On January 27, 2026, the liberation of the Auschwitz-Birkenau concentration and extermination camp marks its 81st anniversary. Soviet troops freed the survivors in 1945, after the deaths of around 1.1 million people, mostly Jews, between 1940 and 1945. The Auschwitz memorial site deliberately avoided speeches by politicians this year to focus on former prisoners, as director Piotr Cywinski emphasized. Poland's President Karol Nawrocki attended the ceremony. The 96-year-old survivor Bernard Offen warned of rising societal hate: "There are currently many signs that are all too familiar to me."
In Germany, Interior Minister Alexander Dobrindt (CSU), EU Interior Commissioner Magnus Brunner, and Central Council President Josef Schuster laid a wreath at the Berlin Memorial for the Murdered Jews of Europe.

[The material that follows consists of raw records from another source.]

//! Scenario assembly.

use crate::board::{Board, DEFAULT_COLS, DEFAULT_ROWS};
use crate::core::{EngineConfig, Grid, Terrain, Tile};
use crate::phase::Engine;
use crate::policy::{CaptureFirst, EnemyPolicy};
use crate::units::Unit;

use super::error::ScenarioError;

/// Parse an ASCII terrain map.
///
/// One line per row, one glyph per tile: `.` empty, `#` impassable,
/// `G` goal. Surrounding whitespace and blank lines are ignored.
pub fn parse_terrain(map: &str) -> Result<Grid<Terrain>, ScenarioError> {
    let rows: Vec<Vec<char>> = map
        .lines()
        .map(str::trim)
        .filter(|line| !line.is_empty())
        .map(|line| line.chars().collect())
        .collect();

    let Some(first) = rows.first() else {
        return Err(ScenarioError::EmptyMap);
    };
    let expected = first.len();

    let mut cells = Vec::with_capacity(rows.len() * expected);
    for (row, glyphs) in rows.iter().enumerate() {
        if glyphs.len() != expected {
            return Err(ScenarioError::RaggedRow {
                row,
                expected,
                found: glyphs.len(),
            });
        }
        for (col, &glyph) in glyphs.iter().enumerate() {
            let terrain = match glyph {
                '.' => Terrain::Empty,
                '#' => Terrain::Impassable,
                'G' => Terrain::Goal,
                _ => {
                    return Err(ScenarioError::UnknownGlyph {
                        glyph,
                        tile: Tile::new(row, col),
                    })
                }
            };
            cells.push(terrain);
        }
    }

    Ok(Grid::new(rows.len(), expected, |tile| {
        cells[tile.row * expected + tile.col]
    }))
}

/// Builder for creating an [`Engine`] from a scenario description.
///
/// ```
/// use rust_tactics::core::{MovementType, PhaseKind, Tile};
/// use rust_tactics::scenario::ScenarioBuilder;
/// use rust_tactics::units::Unit;
///
/// let engine = ScenarioBuilder::new()
///     .terrain_map(
///         "..G
///          .#.
///          ...",
///     )
///     .unit(Unit::player("hero", MovementType::King), Tile::new(2, 0))
///     .unit(Unit::enemy("grunt", MovementType::Rook), Tile::new(0, 0))
///     .build()
///     .unwrap();
///
/// assert_eq!(engine.phase().kind(), PhaseKind::PlayerPhaseBanner);
/// ```
#[derive(Debug)]
pub struct ScenarioBuilder {
    rows: usize,
    cols: usize,
    map: Option<String>,
    terrain: Vec<(Tile, Terrain)>,
    units: Vec<(Unit, Tile)>,
    config: EngineConfig,
    policy: Option<Box<dyn EnemyPolicy>>,
}

impl Default for ScenarioBuilder {
    fn default() -> Self {
        Self {
            rows: DEFAULT_ROWS,
            cols: DEFAULT_COLS,
            map: None,
            terrain: Vec::new(),
            units: Vec::new(),
            config: EngineConfig::default(),
            policy: None,
        }
    }
}

impl ScenarioBuilder {
    pub fn new() -> Self {
        Self::default()
    }

    /// Board dimensions for an all-empty layout. Ignored when a terrain map is given.
    pub fn size(mut self, rows: usize, cols: usize) -> Self {
        self.rows = rows;
        self.cols = cols;
        self
    }

    /// Use an ASCII terrain map; see [`parse_terrain`].
    pub fn terrain_map(mut self, map: impl Into<String>) -> Self {
        self.map = Some(map.into());
        self
    }

    /// Override a single tile's terrain.
    pub fn terrain(mut self, tile: Tile, terrain: Terrain) -> Self {
        self.terrain.push((tile, terrain));
        self
    }

    /// Place a unit.
    pub fn unit(mut self, unit: Unit, tile: Tile) -> Self {
        self.units.push((unit, tile));
        self
    }

    pub fn config(mut self, config: EngineConfig) -> Self {
        self.config = config;
        self
    }

    /// Replace the default [`CaptureFirst`] enemy policy.
    pub fn policy(mut self, policy: impl EnemyPolicy + 'static) -> Self {
        self.policy = Some(Box::new(policy));
        self
    }

    /// Assemble just the board.
    pub fn build_board(&self) -> Result<Board, ScenarioError> {
        let mut terrain = match &self.map {
            Some(map) => parse_terrain(map)?,
            None => {
                if self.rows == 0 || self.cols == 0 {
                    return Err(ScenarioError::ZeroSize {
                        rows: self.rows,
                        cols: self.cols,
                    });
                }
                Grid::with_value(self.rows, self.cols, Terrain::Empty)
            }
        };

        for &(tile, kind) in &self.terrain {
            if kind.is_shield() {
                return Err(ScenarioError::AuthoredShield { tile });
            }
            match terrain.get_mut(tile) {
                Some(slot) => *slot = kind,
                None => return Err(out_of_bounds(tile, &terrain)),
            }
        }

        let mut board = Board::from_terrain(terrain);
        for (unit, tile) in &self.units {
            match board.terrain(*tile) {
                None => return Err(out_of_bounds(*tile, board.terrain_grid())),
                Some(Terrain::Impassable) => return Err(ScenarioError::Impassable { tile: *tile }),
                Some(_) => {}
            }
            if board.occupant_id(*tile).is_some() {
                return Err(ScenarioError::Occupied { tile: *tile });
            }
            board.add_unit(unit.clone(), *tile);
        }

        Ok(board)
    }

    /// Assemble the engine, starting on the player-phase banner.
    pub fn build(self) -> Result<Engine, ScenarioError> {
        let board = self.build_board()?;
        let policy = self.policy.unwrap_or_else(|| Box::new(CaptureFirst));
        Ok(Engine::with_policy(board, self.config, policy))
    }
}

fn out_of_bounds<T>(tile: Tile, grid: &Grid<T>) -> ScenarioError {
    ScenarioError::OutOfBounds {
        tile,
        rows: grid.rows(),
        cols: grid.cols(),
    }
}

#[cfg(test)]
mod tests {
    use super::*;
    use crate::core::{Alignment, MovementType, WeaponType};

    #[test]
    fn test_parse_terrain() {
        let grid = parse_terrain(
            "
            .#G
            ...
            ",
        )
        .unwrap();

        assert_eq!((grid.rows(), grid.cols()), (2, 3));
        assert_eq!(grid[Tile::new(0, 1)], Terrain::Impassable);
        assert_eq!(grid[Tile::new(0, 2)], Terrain::Goal);
        assert_eq!(grid[Tile::new(1, 2)], Terrain::Empty);
    }

    #[test]
    fn test_parse_errors() {
        assert_eq!(parse_terrain("  \n "), Err(ScenarioError::EmptyMap));
        assert_eq!(
            parse_terrain("...\n..\n"),
            Err(ScenarioError::RaggedRow {
                row: 1,
                expected: 3,
                found: 2
            })
        );
        assert_eq!(
            parse_terrain("..\n.x"),
            Err(ScenarioError::UnknownGlyph {
                glyph: 'x',
                tile: Tile::new(1, 1)
            })
        );
    }

    #[test]
    fn test_default_board_is_eight_by_eight() {
        let board = ScenarioBuilder::new().build_board().unwrap();
        assert_eq!((board.rows(), board.cols()), (8, 8));
    }

    #[test]
    fn test_units_and_shields_are_placed() {
        let board = ScenarioBuilder::new()
            .size(4, 4)
            .terrain(Tile::new(3, 3), Terrain::Goal)
            .unit(
                Unit::enemy("w", MovementType::King).with_defense(WeaponType::Magical),
                Tile::new(0, 0),
            )
            .unit(Unit::player("p", MovementType::Knight), Tile::new(2, 2))
            .build_board()
            .unwrap();

        assert_eq!(board.terrain(Tile::new(1, 1)), Some(Terrain::MagicalShield));
        assert_eq!(board.terrain(Tile::new(3, 3)), Some(Terrain::Goal));
        assert_eq!(board.tiles_with_units_of(Alignment::Player), vec![Tile::new(2, 2)]);
    }

    #[test]
    fn test_placement_errors() {
        let knight = || Unit::player("k", MovementType::Knight);

        assert_eq!(
            ScenarioBuilder::new()
                .size(2, 2)
                .unit(knight(), Tile::new(2, 0))
                .build_board()
                .unwrap_err(),
            ScenarioError::OutOfBounds {
                tile: Tile::new(2, 0),
                rows: 2,
                cols: 2
            }
        );
        assert_eq!(
            ScenarioBuilder::new()
                .size(2, 2)
                .unit(knight(), Tile::new(0, 0))
                .unit(knight(), Tile::new(0, 0))
                .build_board()
                .unwrap_err(),
            ScenarioError::Occupied { tile: Tile::new(0, 0) }
        );
        assert_eq!(
            ScenarioBuilder::new()
                .terrain_map("#.")
                .unit(knight(), Tile::new(0, 0))
                .build_board()
                .unwrap_err(),
            ScenarioError::Impassable { tile: Tile::new(0, 0) }
        );
        assert_eq!(
            ScenarioBuilder::new()
                .terrain(Tile::new(0, 0), Terrain::PhysicalShield)
                .build_board()
                .unwrap_err(),
            ScenarioError::AuthoredShield { tile: Tile::new(0, 0) }
        );
        assert_eq!(
            ScenarioBuilder::new().size(0, 3).build_board().unwrap_err(),
            ScenarioError::ZeroSize { rows: 0, cols: 3 }
        );
    }

    #[test]
    fn test_error_messages() {
        let err = ScenarioError::OutOfBounds {
            tile: Tile::new(9, 1),
            rows: 8,
            cols: 8,
        };
        assert_eq!(err.to_string(), "(9, 1) is outside the 8x8 board");
        assert_eq!(
            ScenarioError::UnknownGlyph { glyph: '?', tile: Tile::new(0, 0) }.to_string(),
            "unknown terrain glyph '?' at (0, 0)"
        );
    }
}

Commemorations occurred in several state parliaments. Bundestag President Julia Klöckner (CDU) opened the exhibition "Believing in a Future. Jewish Biographies in the Parliamentary Founding Generation after 1945." She stated: "Antisemitism did not end in 1945. And it has not ended to this day." Israel's Ambassador Ron Prosor called for more decisive action against antisemitism: "On January 27 this year, it must be clear that words must be followed by deeds." A YouGov poll reveals that only 49 percent of respondents consider the remembrance day important, with 35 percent viewing it as minor.
Federal President Frank-Walter Steinmeier urged: "It is a matter of stance and action." On Wednesday, 87-year-old survivor Tova Friedman, who arrived in Auschwitz at age five, will speak in the Bundestag. With her grandson, she runs a TikTok channel to keep the memory alive. The remembrance day's motto "Bridging Generations" highlights the need to engage young people through creative formats like social media, without diminishing the uniqueness of the Holocaust.